Anatomical Localization of the Effects of 17β-Estradiol on Oxytocin Receptor Binding in the Ventromedial Hypothalamic Nucleus*

Abstract

Oxytocin (OT) neurotransmission plays a role in the facilitation of steroid-dependent sexual receptivity in the rat. One way in which the ovarian steroid 17.beta.-estradiol (E2) has been shown to modulate OT transmission is by increasing OT receptor binding in certain brain areas involved in the regulation of emale sexual behavior such as the ventromedial hypothalamic nucleus (VMN).
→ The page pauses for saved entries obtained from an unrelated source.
/// One slot of the arena.
struct Node {
    /// `None` only while one of the element's own hooks runs.
    element: Option<Box<dyn Element>>,
    /// Present for containers.
    layout: Option<Box<dyn Layout>>,
    alignment: ElementAlignment,
    parent: Option<ElementId>,
    children: Vec<ElementId>,
    focusable: bool,
    has_focus: bool,
}

impl Node {
    fn new(
        parent: Option<ElementId>,
        alignment: ElementAlignment,
        layout: Option<Box<dyn Layout>>,
    ) -> Self {
        Self {
            element: None,
            layout,
            alignment,
            parent,
            children: Vec::new(),
            focusable: false,
            has_focus: false,
        }
    }
}

#[derive(Debug, Clone, Copy, PartialEq, Eq)]
enum FocusChange {
    Acquired,
    Lost,
}

/// Owns every element of one window.
pub struct ElementTree {
    nodes: SlotMap<ElementId, Node>,
    root: ElementId,
    /// Size the root is resolved against.
    viewport: Vec2,
    focused: Option<ElementId>,
    mouse_captured: bool,
    pending_focus: VecDeque<(ElementId, FocusChange)>,
}
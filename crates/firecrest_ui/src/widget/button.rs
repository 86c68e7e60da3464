//! Clickable buttons.

use super::ColoredRect;
use crate::alignment::ElementAlignment;
use crate::config::ButtonConfig;
use crate::element::{Element, ElementContext, ElementId};
use crate::events::{ButtonAction, MotionAction, MouseButtonEvent, MouseMotionEvent};
use crate::input::{Input, MouseButton};
use crate::layout::{HorizontalCenterer, VerticalCenterer};
use crate::text::Text;
use crate::tree::ElementTree;
use firecrest_core::Color;

/// Background colors of a button's three states.
#[derive(Debug, Clone, Copy, PartialEq)]
pub struct ButtonColors {
    /// Pointer elsewhere.
    pub normal: Color,
    /// Pointer over the button.
    pub hover: Color,
    /// Left button held on the button.
    pub click: Color,
}

impl Default for ButtonColors {
    fn default() -> Self {
        Self {
            normal: Color::rgb(0.25, 0.25, 0.3),
            hover: Color::rgb(0.35, 0.35, 0.42),
            click: Color::rgb(0.18, 0.18, 0.22),
        }
    }
}

/// A rounded, focusable button with a centred label.
pub struct Button {
    pending_label: Option<Text>,
    colors: ButtonColors,
    corner_radius: f32,
    on_click: Box<dyn FnMut()>,
    background: Option<ElementId>,
    label: Option<ElementId>,
}

impl Button {
    /// Creates a button showing `label`.
    #[must_use]
    pub fn new(label: Text, config: &ButtonConfig) -> Self {
        Self {
            pending_label: Some(label.wrap_tightly(true)),
            colors: ButtonColors::default(),
            corner_radius: config.corner_radius,
            on_click: Box::new(|| {}),
            background: None,
            label: None,
        }
    }

    /// Replaces the state colors.
    #[must_use]
    pub fn with_colors(mut self, colors: ButtonColors) -> Self {
        self.colors = colors;
        self
    }

    /// Sets the callback run on every left press.
    #[must_use]
    pub fn on_click(mut self, f: impl FnMut() + 'static) -> Self {
        self.on_click = Box::new(f);
        self
    }

    /// The label element.
    #[must_use]
    pub fn label_id(&self) -> Option<ElementId> {
        self.label
    }

    /// Current background color.
    #[must_use]
    pub fn background_color(&self, tree: &ElementTree) -> Option<Color> {
        tree.get::<ColoredRect>(self.background?).map(|rect| rect.color)
    }

    /// Replaces the label text.
    pub fn set_label(&mut self, cx: &mut ElementContext<'_>, text: impl Into<String>) {
        if let Some(id) = self.label {
            let text = text.into();
            cx.tree_mut().with_element::<Text, _>(id, |t, cx| t.set_text(cx, text));
        }
    }

    fn paint(&self, cx: &mut ElementContext<'_>, color: Color) {
        if let Some(rect) = self.background.and_then(|id| cx.tree_mut().get_mut::<ColoredRect>(id)) {
            rect.color = color;
        }
    }

    fn build(&mut self, cx: &mut ElementContext<'_>, label: Text) -> crate::error::UiResult<()> {
        let background = cx.create_child(
            ElementAlignment::default(),
            ColoredRect::rounded(self.colors.normal, self.corner_radius),
        )?;
        let vertical = cx.create_child(ElementAlignment::default(), VerticalCenterer)?;
        let tree = cx.tree_mut();
        let horizontal = tree.create_child(vertical, ElementAlignment::default(), HorizontalCenterer)?;
        let label = tree.create_child(horizontal, ElementAlignment::default(), label)?;

        self.background = Some(background);
        self.label = Some(label);
        Ok(())
    }
}

impl Element for Button {
    fn layout(&self) -> Option<Box<dyn crate::layout::Layout>> {
        Some(Box::new(crate::layout::FreeLayout))
    }

    fn created(&mut self, cx: &mut ElementContext<'_>) {
        cx.set_focusable(true);
        if let Some(label) = self.pending_label.take() {
            if let Err(e) = self.build(cx, label) {
                tracing::warn!("cannot build button {:?}: {}", cx.id(), e);
            }
        }
    }

    fn on_mouse_motion(&mut self, cx: &mut ElementContext<'_>, _input: &Input, event: MouseMotionEvent) {
        match event.action {
            MotionAction::Enter => self.paint(cx, self.colors.hover),
            MotionAction::Exit => self.paint(cx, self.colors.normal),
            MotionAction::Move => {}
        }
    }

    fn on_mouse_button(&mut self, cx: &mut ElementContext<'_>, _input: &Input, event: MouseButtonEvent) {
        if event.button != MouseButton::Left {
            return;
        }
        match event.action {
            ButtonAction::Press => {
                self.paint(cx, self.colors.click);
                (self.on_click)();
            }
            ButtonAction::Release => self.paint(cx, self.colors.hover),
        }
    }
}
This study was undertaken to describe the distribution of OT receptors within the VMN that are regulated by physiological levels of E2. With quantitative autoradiographic methods, we measured [3H]OT binding in ovariectomized female rats implanted with Silastic capsules containing cholesterol, 5% E2, or 100% E2. In addition, plasma E2 levels, pituitary progestin receptor binding, and uterine weights were measured in animals from each treatment group. Results of this study showed that physiological levels of E2 increased [3H]OT binding in caudal regions of the ventrolateral VMN and stimulated maximal uterine growth and pituitary progestin receptor binding. However, in more rostral VMN sections, E2 induced a dose-dependent increase in [3H]OT binding. These data suggest that ovarian steroids sensitize the brain to OT by increasing oT receptor binding in certain brain areas involved in the regulation of sexual receptivity.